Data & Analytics

What Data Can't Tell You About Your Customers

Analytics can tell you what customers do. It struggles to tell you why. And the gap between those two things is where most product and marketing decisions go wrong.

S
Sameer
··5 min read
What Data Can't Tell You About Your Customers

Every product team has a version of the same argument. On one side: the data shows that users who complete onboarding are 3x more likely to retain. On the other: something about the onboarding feels off — the drop-off at step three is hard to explain, and the qualitative feedback from users suggests the whole flow feels like too much too soon. The data side tends to win, because data sounds more objective. The qualitative side is often right.

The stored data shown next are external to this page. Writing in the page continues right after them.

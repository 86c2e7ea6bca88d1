//! REST API helpers for the marketplace backend.
//!
//! Thin wrappers over [`crate::net::http`]: each function names one endpoint
//! and its payload shape. All calls carry cookie credentials and inherit the
//! refresh-once 401 recovery from the pipeline.

use super::http::{self, ApiError, Method};
use super::types::{
    AdminOverview, Application, ApplyRequest, Credentials, EmployerJob, Job, JobSummary,
    RegisterRequest, User,
};
use crate::util::urlenc;

/// Fetch the currently authenticated user from `GET /api/auth/me`.
///
/// # Errors
///
/// Any failure (network, 401, bad body) means "no usable session" to the
/// bootstrap caller; the error is returned for logging.
pub async fn fetch_current_user() -> Result<User, ApiError> {
    http::request_json(Method::Get, "/api/auth/me", None).await
}

/// Sign in via `POST /api/auth/login`. Returns the authenticated user;
/// the session cookie is set by the server.
///
/// # Errors
///
/// A 401 here surfaces as [`ApiError::Status`] — invalid credentials, not
/// an expired session.
pub async fn login(credentials: &Credentials) -> Result<User, ApiError> {
    let body = serde_json::to_value(credentials).map_err(|e| ApiError::Decode(e.to_string()))?;
    http::request_json(Method::Post, "/api/auth/login", Some(body)).await
}

/// Create an account via `POST /api/auth/register` and sign it in.
///
/// # Errors
///
/// Returns [`ApiError`] on any request failure.
pub async fn register(request: &RegisterRequest) -> Result<User, ApiError> {
    let body = serde_json::to_value(request).map_err(|e| ApiError::Decode(e.to_string()))?;
    http::request_json(Method::Post, "/api/auth/register", Some(body)).await
}

/// End the server-side session via `POST /api/auth/logout`.
///
/// # Errors
///
/// Returns [`ApiError`] on any request failure; callers clear local state
/// regardless.
pub async fn logout() -> Result<(), ApiError> {
    http::request_unit(Method::Post, "/api/auth/logout", None).await
}

/// Fetch job listings from `GET /api/jobs`, optionally filtered by a
/// free-text query.
///
/// # Errors
///
/// Returns [`ApiError`] on any request failure.
pub async fn fetch_jobs(query: &str) -> Result<Vec<JobSummary>, ApiError> {
    let path = if query.trim().is_empty() {
        "/api/jobs".to_owned()
    } else {
        format!("/api/jobs?q={}", urlenc::encode_component(query.trim()))
    };
    http::request_json(Method::Get, &path, None).await
}

/// Fetch one job posting from `GET /api/jobs/{id}`.
///
/// # Errors
///
/// Returns [`ApiError`] on any request failure.
pub async fn fetch_job(id: &str) -> Result<Job, ApiError> {
    http::request_json(Method::Get, &format!("/api/jobs/{id}"), None).await
}

/// Submit an application via `POST /api/jobs/{id}/apply`.
///
/// # Errors
///
/// Returns [`ApiError`] on any request failure.
pub async fn apply_to_job(id: &str, cover_note: &str) -> Result<Application, ApiError> {
    let request = ApplyRequest { cover_note: cover_note.to_owned() };
    let body = serde_json::to_value(&request).map_err(|e| ApiError::Decode(e.to_string()))?;
    http::request_json(Method::Post, &format!("/api/jobs/{id}/apply"), Some(body)).await
}

/// Fetch the signed-in user's applications from `GET /api/applications`.
///
/// # Errors
///
/// Returns [`ApiError`] on any request failure.
pub async fn fetch_applications() -> Result<Vec<Application>, ApiError> {
    http::request_json(Method::Get, "/api/applications", None).await
}

/// Fetch the signed-in user's saved jobs from `GET /api/saved-jobs`.
///
/// # Errors
///
/// Returns [`ApiError`] on any request failure.
pub async fn fetch_saved_jobs() -> Result<Vec<JobSummary>, ApiError> {
    http::request_json(Method::Get, "/api/saved-jobs", None).await
}

/// Save a job via `POST /api/saved-jobs/{id}`.
///
/// # Errors
///
/// Returns [`ApiError`] on any request failure.
pub async fn save_job(id: &str) -> Result<(), ApiError> {
    http::request_unit(Method::Post, &format!("/api/saved-jobs/{id}"), None).await
}

/// Remove a saved job via `DELETE /api/saved-jobs/{id}`.
///
/// # Errors
///
/// Returns [`ApiError`] on any request failure.
pub async fn unsave_job(id: &str) -> Result<(), ApiError> {
    http::request_unit(Method::Delete, &format!("/api/saved-jobs/{id}"), None).await
}

/// Fetch the employer's own postings from `GET /api/employer/jobs`.
///
/// # Errors
///
/// Returns [`ApiError`] on any request failure.
pub async fn fetch_employer_jobs() -> Result<Vec<EmployerJob>, ApiError> {
    http::request_json(Method::Get, "/api/employer/jobs", None).await
}

/// Fetch site-wide counters from `GET /api/admin/overview`.
///
/// # Errors
///
/// Returns [`ApiError`] on any request failure.
pub async fn fetch_admin_overview() -> Result<AdminOverview, ApiError> {
    http::request_json(Method::Get, "/api/admin/overview", None).await
}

This isn't an argument against data. It's an argument for understanding what data can and can't do. Analytics tells you what happened — which features were used, which funnels converted, which cohorts retained. It's very good at this. What it struggles to tell you is why any of that happened, what it felt like to be the person on the other end of those numbers, and what would have happened if you'd done something different.

The what vs. the why

Consider churn. A dashboard can tell you the rate at which customers are leaving, which segments are leaving fastest, and approximately when in the customer lifecycle churn tends to happen. What it can't tell you is what those customers were actually experiencing in the weeks before they left — what was frustrating them, what alternatives they were considering, what would have changed their mind.

This is information you can only get by talking to people. Not surveying them — the response rates are too low and the questions too leading — but actually talking to them, listening to what they say and what they don't say, following up on the things that don't quite make sense. This is slower and messier than pulling a report, which is probably why most teams don't do it enough.

The silent majority problem

Data reflects the behaviour of people who stayed — who continued to use the product long enough to generate data. The people who left early, who never converted, who bounced after one session and never came back, are largely invisible in most analytics systems. Their absence from the data doesn't mean their perspective is unimportant — it often means the opposite.

Some of the most important product insights come from understanding why people didn't choose you, didn't finish the onboarding, or signed up and never came back. These insights require actively going out to find those people, which is hard, or designing data collection that captures early-stage behaviour before users disengage, which requires thinking about measurement as part of the product design rather than an afterthought.

Using both

The best product and marketing teams treat data and qualitative research as complementary rather than competing. Data surfaces patterns that deserve investigation. Qualitative research explains those patterns and generates hypotheses that data can test. Neither is sufficient on its own, and the teams that treat one as the answer tend to build good-looking dashboards with questionable decisions downstream.

The discipline is in knowing which question you're trying to answer and which tool is appropriate for answering it — and being honest when the tool you prefer isn't the right one for the job.